[R6RS] syntax-case semantics
Anton van Straaten
anton at appsolutions.com
Fri Mar 17 05:49:19 EST 2006
> Whether there's a hygiene issue here is debatable. I say there's not one,
> because in my mind, hygiene issues involve interactions between macros,
> not within a single macro.
I agree that the terminology isn't quite right. It could be called a
meta-hygiene issue, though.
At least in theory, it means that writing reusable and reliable
syntax-generating procedures for use by macros should be trickier, since
such a procedure has to take special steps to avoid having variables it
introduces capture variables from the invoking macro's syntactic
environment.
Such procedures are potentially unhygienic with respect to the invoking
macro's syntactic environment, in that they can perform unintended
capture. This is analogous to the unhygienic relationship between e.g.

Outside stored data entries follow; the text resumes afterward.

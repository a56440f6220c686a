//! Sample pages for tests and the `--demo` mode of the binary.

use image::{Rgba, RgbaImage};

use crate::error::BoxError;
use crate::raster::RasterImage;

/// Draw a simple bar chart into a `width` × `height` surface.
pub fn bar_chart(width: u32, height: u32, values: &[f32], color: [u8; 3]) -> Result<RasterImage, BoxError> {
    let mut pixels = RgbaImage::from_pixel(width, height, Rgba([255, 255, 255, 255]));
    let max = values.iter().copied().fold(0.0f32, f32::max).max(f32::EPSILON);
    let slot = width / values.len().max(1) as u32;
    for (i, value) in values.iter().enumerate() {
        let bar_height = ((value / max) * (height as f32 - 4.0)).max(0.0) as u32;
        let x0 = i as u32 * slot + slot / 4;
        let x1 = (x0 + slot / 2).min(width);
        for x in x0..x1 {
            for y in height - bar_height..height {
                pixels.put_pixel(x, y, Rgba([color[0], color[1], color[2], 255]));
            }
        }
    }
    RasterImage::from_rgba(&pixels)
}

/// A dashboard with two drawn canvases between blocks of text.
pub fn dashboard_page() -> Result<String, BoxError> {
    let revenue = bar_chart(360, 180, &[3.0, 5.0, 4.0, 7.0, 6.0], [37, 99, 235])?;
    let churn = bar_chart(360, 180, &[6.0, 4.0, 3.5, 2.0, 1.5], [220, 38, 38])?;
    Ok(format!(
        r##"<!DOCTYPE html>
<html>
<head><title>Quarterly dashboard</title></head>
<body>
<div id="report" style="width: 760px; padding: 20px">
    <h1>Quarterly dashboard</h1>
    <p>Revenue grew in four of the last five months while churn kept falling.</p>
    <div class="chart-card" style="border: 1px solid #cccccc; padding: 10px; margin-bottom: 16px">
        <h2>Revenue</h2>
        <canvas id="revenue" width="360" height="180" data-surface="{revenue}"></canvas>
    </div>
    <div class="chart-card" style="border: 1px solid #cccccc; padding: 10px">
        <h2>Churn</h2>
        <canvas id="churn" width="360" height="180" data-surface="{churn}"></canvas>
    </div>
    <p>Figures are preliminary and subject to the usual month-end adjustments.</p>
</div>
</body>
</html>"##,
        revenue = revenue.to_data_uri(),
        churn = churn.to_data_uri(),
    ))
}

/// Text-only report with headings, lists and a table.
pub fn report_template() -> &'static str {
    r##"
<div id="report" class="p-6">
    <h1 class="text-3xl font-bold mb-2">Quarterly Report</h1>
    <p class="mb-6">Q4 2025 - <span class="font-bold">Confidential</span></p>

    <h2 class="mb-2">Key Highlights</h2>
    <ul class="mb-4">
        <li>Customer acquisition cost reduced by 15%</li>
        <li>Net promoter score improved to 72</li>
        <li>Three new enterprise partnerships signed</li>
    </ul>

    <table class="w-full mb-6">
        <tr><th>Region</th><th>Revenue</th></tr>
        <tr><td>North</td><td>$1.4M</td></tr>
        <tr><td>South</td><td>$2.8M</td></tr>
    </table>
</div>
"##
}

/// Smallest useful page.
pub fn minimal_template() -> &'static str {
    r#"<div id="root"><p>Hello, world!</p></div>"#
}

#[cfg(test)]
mod tests {
    use super::*;
    use crate::dom::{Document, Tag};

    #[test]
    fn dashboard_canvases_carry_surfaces() {
        let doc = Document::parse(&dashboard_page().unwrap());
        let canvases: Vec<_> = doc
            .descendants(doc.root())
            .into_iter()
            .filter(|&n| matches!(doc.element(n), Some(e) if e.tag == Tag::Canvas))
            .collect();
        assert_eq!(canvases.len(), 2);
        for canvas in canvases {
            let surface = doc.surface(canvas).unwrap();
            assert_eq!((surface.width, surface.height), (360, 180));
        }
    }

    #[test]
    fn templates_parse() {
        for html in [report_template(), minimal_template()] {
            let doc = Document::parse(html);
            assert!(doc.document_element().is_some());
        }
    }

    #[test]
    fn chart_bars_reach_the_bottom() {
        let chart = bar_chart(50, 20, &[1.0, 2.0], [0, 0, 0]).unwrap();
        let pixels = chart.decode().unwrap();
        assert_eq!(pixels.get_pixel(35, 19), &Rgba([0, 0, 0, 255]));
        assert_eq!(pixels.get_pixel(0, 0), &Rgba([255, 255, 255, 255]));
    }
}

a defmacro macro and the normal Scheme environment -- it's just
occurring higher up the tower.
> While the SRFI 72 semantics is slightly simpler, the traditional semantics
> is easier to work with. (There is a tacit admission of this fact in the
> SRFI exception that commonizes identifiers in unquoted nested quasisyntax
> forms.)
Agreed. The "meta-unhygiene" is often desirable, since the procedural
code may deliberately want to deal with a variable that exists elsewhere
in the same macro.
However, this is only likely to apply when a macro is fairly
self-contained. If a macro depends on a procedure defined elsewhere,
the traditional semantics for SYNTAX starts to seem less appropriate:
it's relying on a kind of dynamic environment to manipulate lexical
variables, and that doesn't really seem to scale across procedure
boundaries.
Essentially, the SYNTAX form should probably not be used to return much
more than trivial syntax from stand-alone procedures.

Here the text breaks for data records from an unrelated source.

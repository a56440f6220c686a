//! Raster images and the built-in software rasterizer.
//!
//! [`SoftRasterizer`] paints the boxes of an element's subtree (backgrounds,
//! borders, `<img>` data and canvas surfaces) into an RGBA bitmap. Glyphs are
//! not drawn.

use std::io::Cursor;
use std::sync::Arc;

use async_trait::async_trait;
use base64::{engine::general_purpose::STANDARD as BASE64_STD, Engine as _};
use image::{imageops, ImageFormat, Rgba, RgbaImage};

use crate::assets::AssetStore;
use crate::dom::{Document, NodeId};
use crate::engine::Rasterizer;
use crate::error::BoxError;
use crate::layout::{self, BoxContent, PositionedBox, DEFAULT_VIEWPORT_PX};
use crate::options::RasterOptions;
use crate::style::Color;

/// An encoded (PNG/JPEG) bitmap with its natural pixel size.
#[derive(Debug, Clone, PartialEq, Eq)]
pub struct RasterImage {
    pub bytes: Vec<u8>,
    pub width: u32,
    pub height: u32,
}

impl RasterImage {
    /// Encode an RGBA buffer as PNG.
    pub fn from_rgba(pixels: &RgbaImage) -> Result<Self, BoxError> {
        let mut bytes = Vec::new();
        pixels.write_to(&mut Cursor::new(&mut bytes), ImageFormat::Png)?;
        Ok(Self {
            bytes,
            width: pixels.width(),
            height: pixels.height(),
        })
    }

    /// Wrap already-encoded bytes, reading the dimensions from the header.
    pub fn from_encoded(bytes: Vec<u8>) -> Result<Self, BoxError> {
        let decoded = image::load_from_memory(&bytes)?;
        Ok(Self {
            width: decoded.width(),
            height: decoded.height(),
            bytes,
        })
    }

    /// Decode a `data:<mime>;base64,<data>` URI.
    pub fn from_data_uri(uri: &str) -> Result<Self, BoxError> {
        Self::from_encoded(parse_data_uri(uri)?)
    }

    pub fn to_data_uri(&self) -> String {
        let mime = match image::guess_format(&self.bytes) {
            Ok(ImageFormat::Jpeg) => "image/jpeg",
            _ => "image/png",
        };
        format!("data:{mime};base64,{}", BASE64_STD.encode(&self.bytes))
    }

    pub fn decode(&self) -> Result<RgbaImage, BoxError> {
        Ok(image::load_from_memory(&self.bytes)?.to_rgba8())
    }
}

/// Parse a `data:<mime>;base64,<data>` URI and return the raw decoded bytes.
pub fn parse_data_uri(src: &str) -> Result<Vec<u8>, String> {
    let rest = src.strip_prefix("data:").ok_or_else(|| {
        let preview: String = src.chars().take(80).collect();
        format!("Image src must be a base64 data URI. Got: {preview:?}")
    })?;
    let (header, data) = rest
        .split_once(',')
        .ok_or("Invalid data URI: missing `,` separator between header and data")?;
    if !header.contains(";base64") {
        return Err("Only base64-encoded data URIs are supported".to_string());
    }
    BASE64_STD
        .decode(data.trim())
        .map_err(|e| format!("Base64 decode error: {e}"))
}

// ---------------------------------------------------------------------------
// Software rasterizer
// ---------------------------------------------------------------------------

/// Paints element boxes into a bitmap.
#[derive(Debug, Clone)]
pub struct SoftRasterizer {
    viewport_width: f32,
    background: Color,
    assets: Option<Arc<AssetStore>>,
}

impl Default for SoftRasterizer {
    fn default() -> Self {
        Self {
            viewport_width: DEFAULT_VIEWPORT_PX,
            background: Color::WHITE,
            assets: None,
        }
    }
}

impl SoftRasterizer {
    pub fn new(viewport_width: f32) -> Self {
        Self {
            viewport_width,
            ..Self::default()
        }
    }

    /// Resolve non-data image sources from preloaded assets when
    /// `use_cors` is requested.
    pub fn with_assets(mut self, assets: Arc<AssetStore>) -> Self {
        self.assets = Some(assets);
        self
    }

    fn paint(
        &self,
        canvas: &mut RgbaImage,
        doc: &Document,
        b: &PositionedBox,
        origin: (f32, f32),
        scale: f32,
        options: &RasterOptions,
    ) {
        let x = ((b.rect.x - origin.0) * scale).round() as i64;
        let y = ((b.rect.y - origin.1) * scale).round() as i64;
        let w = (b.rect.width * scale).round().max(0.0) as u32;
        let h = (b.rect.height * scale).round().max(0.0) as u32;

        // Text-node leaves carry their parent's style; only elements paint.
        let decorated = doc.is_element(b.node);
        if decorated && !b.style.background_color.is_transparent() {
            fill(canvas, x, y, w, h, b.style.background_color);
        }
        if decorated && b.style.border_width > 0.0 {
            let t = (b.style.border_width * scale).round().max(1.0) as u32;
            let c = b.style.border_color;
            fill(canvas, x, y, w, t, c);
            fill(canvas, x, y + h as i64 - t as i64, w, t, c);
            fill(canvas, x, y, t, h, c);
            fill(canvas, x + w as i64 - t as i64, y, t, h, c);
        }

        let picture = match &b.content {
            BoxContent::Surface => doc.surface(b.node).cloned(),
            BoxContent::Image { src } => self.resolve_src(src, options),
            _ => None,
        };
        if let Some(picture) = picture {
            match picture.decode() {
                Ok(pixels) if w > 0 && h > 0 => {
                    let resized = imageops::resize(&pixels, w, h, imageops::FilterType::Triangle);
                    imageops::overlay(canvas, &resized, x, y);
                }
                Ok(_) => {}
                Err(e) => log::warn!("Skipping image in {}: {e}", b.node),
            }
        }

        for child in &b.children {
            self.paint(canvas, doc, child, origin, scale, options);
        }
    }

    fn resolve_src(&self, src: &str, options: &RasterOptions) -> Option<RasterImage> {
        if src.starts_with("data:") {
            return RasterImage::from_data_uri(src)
                .map_err(|e| log::warn!("Skipping image: {e}"))
                .ok();
        }
        if !options.use_cors {
            log::debug!("Skipping cross-origin image {src:?} (use_cors is off)");
            return None;
        }
        let bytes = self.assets.as_ref()?.get(src)?;
        RasterImage::from_encoded(bytes)
            .map_err(|e| log::warn!("Skipping asset {src:?}: {e}"))
            .ok()
    }
}

fn fill(canvas: &mut RgbaImage, x: i64, y: i64, w: u32, h: u32, color: Color) {
    let px = Rgba([
        (color.r * 255.0).round() as u8,
        (color.g * 255.0).round() as u8,
        (color.b * 255.0).round() as u8,
        (color.a * 255.0).round() as u8,
    ]);
    let x0 = x.max(0) as u32;
    let y0 = y.max(0) as u32;
    let x1 = ((x + w as i64).max(0) as u32).min(canvas.width());
    let y1 = ((y + h as i64).max(0) as u32).min(canvas.height());
    for yy in y0..y1 {
        for xx in x0..x1 {
            canvas.put_pixel(xx, yy, px);
        }
    }
}

/// Largest canvas `rasterize` allocates (16384 × 16384, 1 GiB of RGBA).
const MAX_CANVAS_PIXELS: f64 = 16_384.0 * 16_384.0;

#[async_trait]
impl Rasterizer for SoftRasterizer {
    async fn rasterize(
        &self,
        doc: &Document,
        element: NodeId,
        options: &RasterOptions,
    ) -> Result<RasterImage, BoxError> {
        // Measure within the whole page so the element keeps its context.
        let context = doc.document_element().ok_or("document has no elements")?;
        let tree = layout::measure(doc, context, self.viewport_width)?;
        let target = tree
            .find(element)
            .ok_or_else(|| format!("element {element} is not laid out"))?;

        let scale = if options.scale > 0.0 { options.scale } else { 1.0 };
        let width = (f64::from(target.rect.width) * f64::from(scale)).round().max(1.0);
        let height = (f64::from(target.rect.height) * f64::from(scale)).round().max(1.0);
        let pixels = width * height;
        if !pixels.is_finite() || pixels > MAX_CANVAS_PIXELS {
            return Err(format!(
                "capturing {element} at scale {scale} needs a {width}x{height} canvas, over the {MAX_CANVAS_PIXELS} pixel limit"
            )
            .into());
        }
        let (width, height) = (width as u32, height as u32);
        let bg = self.background;
        let mut canvas = RgbaImage::from_pixel(
            width,
            height,
            Rgba([
                (bg.r * 255.0) as u8,
                (bg.g * 255.0) as u8,
                (bg.b * 255.0) as u8,
                (bg.a * 255.0) as u8,
            ]),
        );
        self.paint(
            &mut canvas,
            doc,
            target,
            (target.rect.x, target.rect.y),
            scale,
            options,
        );
        log::debug!("Rasterized {element} at {width}x{height}");
        RasterImage::from_rgba(&canvas)
    }
}

#[cfg(test)]
mod tests {
    use super::*;

    pub(crate) fn solid_png(w: u32, h: u32, rgba: [u8; 4]) -> RasterImage {
        RasterImage::from_rgba(&RgbaImage::from_pixel(w, h, Rgba(rgba))).unwrap()
    }

    #[test]
    fn data_uri_keeps_dimensions() {
        let img = solid_png(7, 3, [10, 20, 30, 255]);
        let uri = img.to_data_uri();
        assert!(uri.starts_with("data:image/png;base64,"));
        let back = RasterImage::from_data_uri(&uri).unwrap();
        assert_eq!((back.width, back.height), (7, 3));
    }

    #[test]
    fn rejects_non_data_uri() {
        assert!(parse_data_uri("https://example.com/a.png").is_err());
        assert!(parse_data_uri("data:image/png,abc").is_err());
    }

    #[tokio::test]
    async fn paints_background_at_scale() {
        let doc = Document::parse(
            r#"<div><div id="box" style="width: 20px; height: 10px; background: #ff0000"></div></div>"#,
        );
        let target = doc
            .descendants(doc.root())
            .into_iter()
            .find(|&n| doc.element(n).and_then(|e| e.id()) == Some("box"))
            .unwrap();
        let options = RasterOptions {
            scale: 2.0,
            use_cors: false,
        };
        let image = SoftRasterizer::default()
            .rasterize(&doc, target, &options)
            .await
            .unwrap();
        assert_eq!((image.width, image.height), (40, 20));
        let pixels = image.decode().unwrap();
        assert_eq!(pixels.get_pixel(5, 5), &Rgba([255, 0, 0, 255]));
    }

    #[tokio::test]
    async fn canvas_surface_is_copied() {
        let surface = solid_png(4, 4, [0, 0, 255, 255]);
        let html = format!(
            r#"<div><canvas width="4" height="4" data-surface="{}"></canvas></div>"#,
            surface.to_data_uri()
        );
        let doc = Document::parse(&html);
        let canvas = doc.descendants(doc.root())[1];
        assert!(doc.surface(canvas).is_some());
        let image = SoftRasterizer::default()
            .rasterize(&doc, canvas, &RasterOptions::default())
            .await
            .unwrap();
        assert_eq!(image.decode().unwrap().get_pixel(1, 1), &Rgba([0, 0, 255, 255]));
    }

    #[tokio::test]
    async fn oversized_scale_is_an_error() {
        let doc = Document::parse(r#"<div><div style="width: 20px; height: 10px"></div></div>"#);
        let target = doc.descendants(doc.root())[1];
        for scale in [1e30, f32::INFINITY, 5_000.0] {
            let options = RasterOptions {
                scale,
                use_cors: false,
            };
            let err = SoftRasterizer::default()
                .rasterize(&doc, target, &options)
                .await
                .unwrap_err();
            assert!(err.to_string().contains("pixel limit"), "{err}");
        }
    }
}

> I might buy the "hygiene issue" or whatever you want to call it if
> I had ever run into it or seen anyone else run into it, but I haven't. So
> I prefer the traditional semantics.
I assume that in practice, macros don't often rely on syntax-generating
procedures of the sort which would trigger this issue. One reason for
that is probably that such procedures in the context of syntax-case
would be likely to be written as macros themselves, and a separate macro
introduces its own environment, which solves the problem.
Might it make sense to add to traditional syntax-case something like a
FRESH-SYNTAX form, which uses the SRFI 72 semantics? That would allow
the sorts of problem examples given in the SRFI to be written safely and
easily.
Of course, if this really would be solving a non-existent problem, then
there'd be no point. However, I'm not so sure that it's non-existent.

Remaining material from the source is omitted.